I do have a point to all my rambling.  Thank you for staying with me this long to find out what it is.  (And for those of you who gave up reading already:  I don’t want you as readers anyhow.  You can’t pay attention long enough!)

My point is this:  Every single one of those fat people out there this morning inspired me.  (Honestly, the one skinny chick that I saw did too.  She was making running look easy.  Some day, I hope to as well!)  They were out there, doing it, making a difference in their health.  They weren’t finding excuses or bemoaning their large derrieres.  They weren’t hitting the snooze button for the eighteenth time.  They were walking and enjoying it.

I didn’t walk this morning, but I did yesterday afternoon.  I walked about 45 minutes and it felt good.  I wanted to run.  Honestly, I did, but I was too self conscious.  All I could think about was others seeing me and thinking, “He must smell a cheeseburger.”

I know that I shouldn’t care.  Who are these imaginary people after all?  Screw them and their imaginary opinions!

Then I had another thought:  What if the people who see me are fat people too?  *gasp!* What if  I inspire them?  What if they see me and think, “That fat guy can do it, maybe I can too…”?

That would rock!

Tomorrow morning, I’m getting up and going for a walk before school.  Heck, I might even try some of that running stuff, if just a little.

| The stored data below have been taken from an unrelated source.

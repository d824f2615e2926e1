//! TUI application state and event loop.
//!
//! Collection runs on a background thread so the UI never blocks; the draw
//! loop only ever reads the last finished report.

use std::io;
use std::sync::{
    Arc, Mutex, PoisonError,
    atomic::{AtomicBool, Ordering},
};
use std::thread;
use std::time::{Duration, Instant};

use crossterm::{
    event::{self, Event, KeyCode, KeyEventKind},
    execute,
    terminal::{EnterAlternateScreen, LeaveAlternateScreen, disable_raw_mode, enable_raw_mode},
};
use ratatui::prelude::*;

use hostwatch_core::{FullReport, JobAction, Monitor, PortEntry, TrainingJob};

/// Which table fills the main area.
#[derive(Debug, Clone, Copy, PartialEq, Eq, Default)]
pub enum Panel {
    #[default]
    Ports,
    Training,
}

impl Panel {
    pub fn toggle(self) -> Self {
        match self {
            Self::Ports => Self::Training,
            Self::Training => Self::Ports,
        }
    }

    pub fn label(self) -> &'static str {
        match self {
            Self::Ports => "Ports",
            Self::Training => "Training jobs",
        }
    }
}

/// Job-control key bindings in the training panel.
pub fn job_action_for(key: char) -> Option<JobAction> {
    match key {
        's' => Some(JobAction::Stop),
        'z' => Some(JobAction::Pause),
        'c' => Some(JobAction::Resume),
        _ => None,
    }
}

/// Keep a cursor inside a list of `len` rows.
pub fn clamp_cursor(cursor: usize, len: usize) -> usize {
    if len == 0 { 0 } else { cursor.min(len - 1) }
}

#[derive(Default)]
struct SharedState {
    report: Option<FullReport>,
    collecting: bool,
    cycle_count: u64,
    last_ms: u64,
}

/// What the renderer sees for one frame.
pub struct Snapshot {
    pub report: Option<FullReport>,
    pub collecting: bool,
    pub cycle_count: u64,
    pub last_ms: u64,
}

// ---------------------------------------------------------------------------
// App
// ---------------------------------------------------------------------------

pub struct App {
    monitor: Arc<Monitor>,
    refresh_rate: Duration,
    running: bool,
    paused: bool,
    panel: Panel,
    foreign_only: bool,
    cursor: usize,
    shared: Arc<Mutex<SharedState>>,
    collector_flag: Arc<AtomicBool>,
    /// Outcome of the last job-control action.
    status: Option<String>,
}

impl App {
    pub fn new(monitor: Monitor, refresh_secs: f64) -> Self {
        Self {
            monitor: Arc::new(monitor),
            refresh_rate: Duration::from_secs_f64(refresh_secs),
            running: true,
            paused: false,
            panel: Panel::default(),
            foreign_only: false,
            cursor: 0,
            shared: Arc::new(Mutex::new(SharedState::default())),
            collector_flag: Arc::new(AtomicBool::new(false)),
            status: None,
        }
    }

    pub fn run(&mut self) -> io::Result<()> {
        enable_raw_mode()?;
        let mut stdout = io::stdout();
        execute!(stdout, EnterAlternateScreen)?;
        let backend = CrosstermBackend::new(stdout);
        let mut terminal = Terminal::new(backend)?;

        // Restore the terminal before the panic message is printed.
        let original_hook = std::panic::take_hook();
        std::panic::set_hook(Box::new(move |info| {
            let _ = disable_raw_mode();
            let _ = execute!(io::stdout(), LeaveAlternateScreen, crossterm::cursor::Show);
            original_hook(info);
        }));

        let result = self.run_loop(&mut terminal);

        let _ = std::panic::take_hook();
        disable_raw_mode()?;
        execute!(
            terminal.backend_mut(),
            LeaveAlternateScreen,
            crossterm::cursor::Show
        )?;

        result
    }

    fn run_loop(
        &mut self,
        terminal: &mut Terminal<CrosstermBackend<io::Stdout>>,
    ) -> io::Result<()> {
        self.kick_collect();
        let mut last_tick = Instant::now();

        while self.running {
            let snapshot = self.snapshot();
            terminal.draw(|f| super::ui::draw(f, self, &snapshot))?;

            if event::poll(Duration::from_millis(50))?
                && let Event::Key(key) = event::read()?
                && key.kind == KeyEventKind::Press
            {
                self.handle_key(key.code, &snapshot);
            }

            if last_tick.elapsed() >= self.refresh_rate {
                if !self.paused {
                    self.kick_collect();
                }
                last_tick = Instant::now();
            }
        }

        Ok(())
    }

    fn handle_key(&mut self, key: KeyCode, snapshot: &Snapshot) {
        match key {
            KeyCode::Char('q') | KeyCode::Esc => self.running = false,
            KeyCode::Tab => {
                self.panel = self.panel.toggle();
                self.cursor = 0;
            }
            KeyCode::Up | KeyCode::Char('k') => self.cursor = self.cursor.saturating_sub(1),
            KeyCode::Down | KeyCode::Char('j') => {
                let len = self.row_count(snapshot);
                self.cursor = clamp_cursor(self.cursor + 1, len);
            }
            KeyCode::Char('f') => {
                self.foreign_only = !self.foreign_only;
                self.cursor = 0;
            }
            KeyCode::Char(' ') => self.paused = !self.paused,
            KeyCode::Char('r') => self.kick_collect(),
            KeyCode::Char(c) if self.panel == Panel::Training => {
                if let Some(action) = job_action_for(c) {
                    self.control_selected(action, snapshot);
                }
            }
            _ => {}
        }
    }

    fn control_selected(&mut self, action: JobAction, snapshot: &Snapshot) {
        let Some(job) = self.training_rows(snapshot).get(self.cursor).copied() else {
            self.status = Some("no job selected".to_string());
            return;
        };
        let pid = job.pid;
        self.status = Some(match self.monitor.control_job(pid, action) {
            Ok(()) => format!("job {pid} {}", action.past_tense()),
            Err(e) => format!("{action} {pid} failed: {e}"),
        });
        self.kick_collect();
    }

    fn kick_collect(&self) {
        if self.collector_flag.swap(true, Ordering::AcqRel) {
            return;
        }

        let monitor = Arc::clone(&self.monitor);
        let shared = Arc::clone(&self.shared);
        let flag = Arc::clone(&self.collector_flag);

        thread::spawn(move || {
            lock(&shared).collecting = true;
            let started = Instant::now();
            let report = monitor.all();
            let elapsed = started.elapsed().as_millis() as u64;

            let mut s = lock(&shared);
            s.report = Some(report);
            s.cycle_count += 1;
            s.last_ms = elapsed;
            s.collecting = false;
            drop(s);
            flag.store(false, Ordering::Release);
        });
    }

    pub fn snapshot(&self) -> Snapshot {
        let s = lock(&self.shared);
        Snapshot {
            report: s.report.clone(),
            collecting: s.collecting,
            cycle_count: s.cycle_count,
            last_ms: s.last_ms,
        }
    }

    fn row_count(&self, snapshot: &Snapshot) -> usize {
        match self.panel {
            Panel::Ports => self.port_rows(snapshot).len(),
            Panel::Training => self.training_rows(snapshot).len(),
        }
    }

    pub fn port_rows<'a>(&self, snapshot: &'a Snapshot) -> Vec<&'a PortEntry> {
        let Some(report) = &snapshot.report else {
            return Vec::new();
        };
        if self.foreign_only {
            report.ports.foreign_connections().collect()
        } else {
            report.ports.all_ports().iter().collect()
        }
    }

    pub fn training_rows<'a>(&self, snapshot: &'a Snapshot) -> Vec<&'a TrainingJob> {
        snapshot
            .report
            .as_ref()
            .map(|r| r.training.jobs.iter().collect())
            .unwrap_or_default()
    }

    pub fn panel(&self) -> Panel {
        self.panel
    }

    pub fn cursor(&self) -> usize {
        self.cursor
    }

    pub fn is_paused(&self) -> bool {
        self.paused
    }

    pub fn foreign_only(&self) -> bool {
        self.foreign_only
    }

    pub fn refresh_rate_secs(&self) -> f64 {
        self.refresh_rate.as_secs_f64()
    }

    pub fn status(&self) -> Option<&str> {
        self.status.as_deref()
    }
}

fn lock(shared: &Mutex<SharedState>) -> std::sync::MutexGuard<'_, SharedState> {
    shared.lock().unwrap_or_else(PoisonError::into_inner)
}

#[cfg(test)]
mod tests {
    use super::*;

    #[test]
    fn panel_toggles() {
        assert_eq!(Panel::default(), Panel::Ports);
        assert_eq!(Panel::Ports.toggle(), Panel::Training);
        assert_eq!(Panel::Training.toggle(), Panel::Ports);
    }

    #[test]
    fn job_keys() {
        assert_eq!(job_action_for('s'), Some(JobAction::Stop));
        assert_eq!(job_action_for('z'), Some(JobAction::Pause));
        assert_eq!(job_action_for('c'), Some(JobAction::Resume));
        assert_eq!(job_action_for('q'), None);
    }

    #[test]
    fn cursor_clamping() {
        assert_eq!(clamp_cursor(5, 0), 0);
        assert_eq!(clamp_cursor(5, 3), 2);
        assert_eq!(clamp_cursor(1, 3), 1);
    }
}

I just need to remember one thing….

I am not a runner.

Let’s get a couple of things straight right up front.

My name is Rob.

I am not a runner.

Why then, did I buy a pair of running shoes today?  Why am I now subscribed to both Runner’s World and Running Times magazines on my Kindle?  Why  have I been itching for about two weeks now to strap on a pair of shoes and go for a jog, to sweat and bask in the burn of tired muscles?

I am not a runner.

I told my wife today that if you’d asked me ten years ago my opinion about running.  “There are only two reasons to run: You’re either chasing somebody or running away from somebody.  I’m a big guy.  There’s nobody that I need to run away from.  I’m also a patient guy.  I’ll wait for the person I want to chase to think that they’re safe and grab them the next time they come in range.”

I most assuredly not a runner.

I find myself sitting here in my new running shoes, enjoying that post-exercise feeling after walking to my son’s school to pick him up.  For the last few months, I’ve found myself finding excuses to hop in the truck and drive the few blocks to pick him up in the afternoons;  “It’s too cold/windy/wet to walk.  If I drive, that gives me ten more minutes before I have to leave.  I’m feeling lazy and just plain don’t want to walk today.”  It got to the point where I didn’t even try to think of an excuse to drive.  It was just habit.

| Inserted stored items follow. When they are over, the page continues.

//! WebSocket sessions.
//!
//! Clients send plain-text commands. A topic name (`system`, `energy`,
//! `ports`, `training`, `all`) gets one `{"type":<topic>,"data":...}`
//! reply. `interval:<secs>` starts a periodic `{"type":"periodic",...}`
//! stream that runs until `stop`, any other command, or the socket closes.

use std::sync::Arc;
use std::time::Duration;

use axum::extract::ws::{Message, WebSocket};
use serde::Serialize;
use tokio::time::{Interval, MissedTickBehavior};
use uuid::Uuid;

use hostwatch_core::Monitor;

#[derive(Debug, Clone, Copy, PartialEq, Eq)]
pub enum Topic {
    System,
    Energy,
    Ports,
    Training,
    All,
}

impl Topic {
    pub fn as_str(self) -> &'static str {
        match self {
            Self::System => "system",
            Self::Energy => "energy",
            Self::Ports => "ports",
            Self::Training => "training",
            Self::All => "all",
        }
    }

    fn collect(self, monitor: &Monitor) -> serde_json::Result<serde_json::Value> {
        match self {
            Self::System => serde_json::to_value(monitor.system()),
            Self::Energy => serde_json::to_value(monitor.energy()),
            Self::Ports => serde_json::to_value(monitor.ports()),
            Self::Training => serde_json::to_value(monitor.training()),
            Self::All => serde_json::to_value(monitor.all()),
        }
    }
}

#[derive(Debug, Clone, Copy, PartialEq, Eq)]
pub enum WsCommand {
    Snapshot(Topic),
    Interval(Duration),
    Stop,
}

/// Parse one client message. The error is the text sent back to the client.
pub fn parse_command(text: &str) -> Result<WsCommand, String> {
    let text = text.trim();
    let topic = match text {
        "system" => Topic::System,
        "energy" => Topic::Energy,
        "ports" => Topic::Ports,
        "training" => Topic::Training,
        "all" => Topic::All,
        "stop" => return Ok(WsCommand::Stop),
        _ => {
            if let Some(secs) = text.strip_prefix("interval:") {
                return match secs.trim().parse::<u64>() {
                    Ok(n) if n >= 1 => Ok(WsCommand::Interval(Duration::from_secs(n))),
                    _ => Err("invalid interval format, expected interval:<seconds> (>= 1)".into()),
                };
            }
            return Err(format!("unknown command '{text}'"));
        }
    };
    Ok(WsCommand::Snapshot(topic))
}

#[derive(Serialize)]
struct DataMessage<'a> {
    #[serde(rename = "type")]
    kind: &'a str,
    data: serde_json::Value,
}

#[derive(Serialize)]
struct ErrorMessage<'a> {
    #[serde(rename = "type")]
    kind: &'static str,
    message: &'a str,
}

/// Session ended; the client is gone.
struct Closed;

async fn send_json<T: Serialize>(socket: &mut WebSocket, payload: &T) -> Result<(), Closed> {
    let text = match serde_json::to_string(payload) {
        Ok(text) => text,
        Err(e) => {
            log::error!("cannot encode websocket payload: {e}");
            return Ok(());
        }
    };
    socket.send(Message::Text(text.into())).await.map_err(|_| Closed)
}

async fn send_error(socket: &mut WebSocket, message: &str) -> Result<(), Closed> {
    send_json(
        socket,
        &ErrorMessage {
            kind: "error",
            message,
        },
    )
    .await
}

/// Collect `topic` on the blocking pool and send it under `kind`. The
/// payload is fully built before anything is written.
async fn send_topic(
    socket: &mut WebSocket,
    monitor: &Arc<Monitor>,
    topic: Topic,
    kind: &str,
) -> Result<(), Closed> {
    let monitor = monitor.clone();
    match tokio::task::spawn_blocking(move || topic.collect(&monitor)).await {
        Ok(Ok(data)) => send_json(socket, &DataMessage { kind, data }).await,
        Ok(Err(e)) => send_error(socket, &format!("cannot encode {kind}: {e}")).await,
        Err(e) => {
            log::error!("websocket collection task failed: {e}");
            send_error(socket, "collection failed").await
        }
    }
}

/// Resolves on the next tick, or never when no stream is running.
async fn tick(periodic: &mut Option<Interval>) {
    match periodic {
        Some(interval) => {
            interval.tick().await;
        }
        None => std::future::pending().await,
    }
}

pub(crate) async fn session(mut socket: WebSocket, monitor: Arc<Monitor>) {
    let id = Uuid::new_v4();
    log::info!("websocket session {id} opened");
    let mut periodic: Option<Interval> = None;

    loop {
        let sent = tokio::select! {
            incoming = socket.recv() => {
                let text = match incoming {
                    Some(Ok(Message::Text(text))) => text,
                    Some(Ok(Message::Close(_))) | None => break,
                    Some(Ok(_)) => continue,
                    Some(Err(e)) => {
                        log::debug!("websocket session {id} receive error: {e}");
                        break;
                    }
                };
                // Any command cancels a running stream.
                periodic = None;
                match parse_command(text.as_str()) {
                    Ok(WsCommand::Snapshot(topic)) => {
                        send_topic(&mut socket, &monitor, topic, topic.as_str()).await
                    }
                    Ok(WsCommand::Interval(every)) => {
                        log::debug!("websocket session {id} streaming every {every:?}");
                        let mut interval = tokio::time::interval(every);
                        interval.set_missed_tick_behavior(MissedTickBehavior::Delay);
                        periodic = Some(interval);
                        Ok(())
                    }
                    Ok(WsCommand::Stop) => Ok(()),
                    Err(message) => send_error(&mut socket, &message).await,
                }
            }
            _ = tick(&mut periodic) => {
                send_topic(&mut socket, &monitor, Topic::All, "periodic").await
            }
        };
        if sent.is_err() {
            break;
        }
    }

    log::info!("websocket session {id} closed");
}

My son stopped asking if we were walking or driving.  He gave up.  I remember how bummed out he’d be when he realized that we weren’t walking home; then he stopped caring.  Of course we were driving.  That’s just what Dad does.

That changed today though.  I was waiting outside of his classroom for him as I usually do, but this time in shorts and my new running shoes.

“Are we driving today, Dad?”

“Nope!”

“Yay!”

Yay, indeed.

I am not a runner, but I’m tired of being fat.  I’m tired of being tired all day and restless all night when I should be sleeping.  I’m tired of not finding clothes that fit and not fitting into the clothes I have.

When I told my wife my opinion on running she said that it obviously hasn’t changed.  “You’re running away from who you don’t want to be any more and running after a healthier you.”

I am not a runner, but I bought some running shoes today.

Apparently, I’m going to have to start running.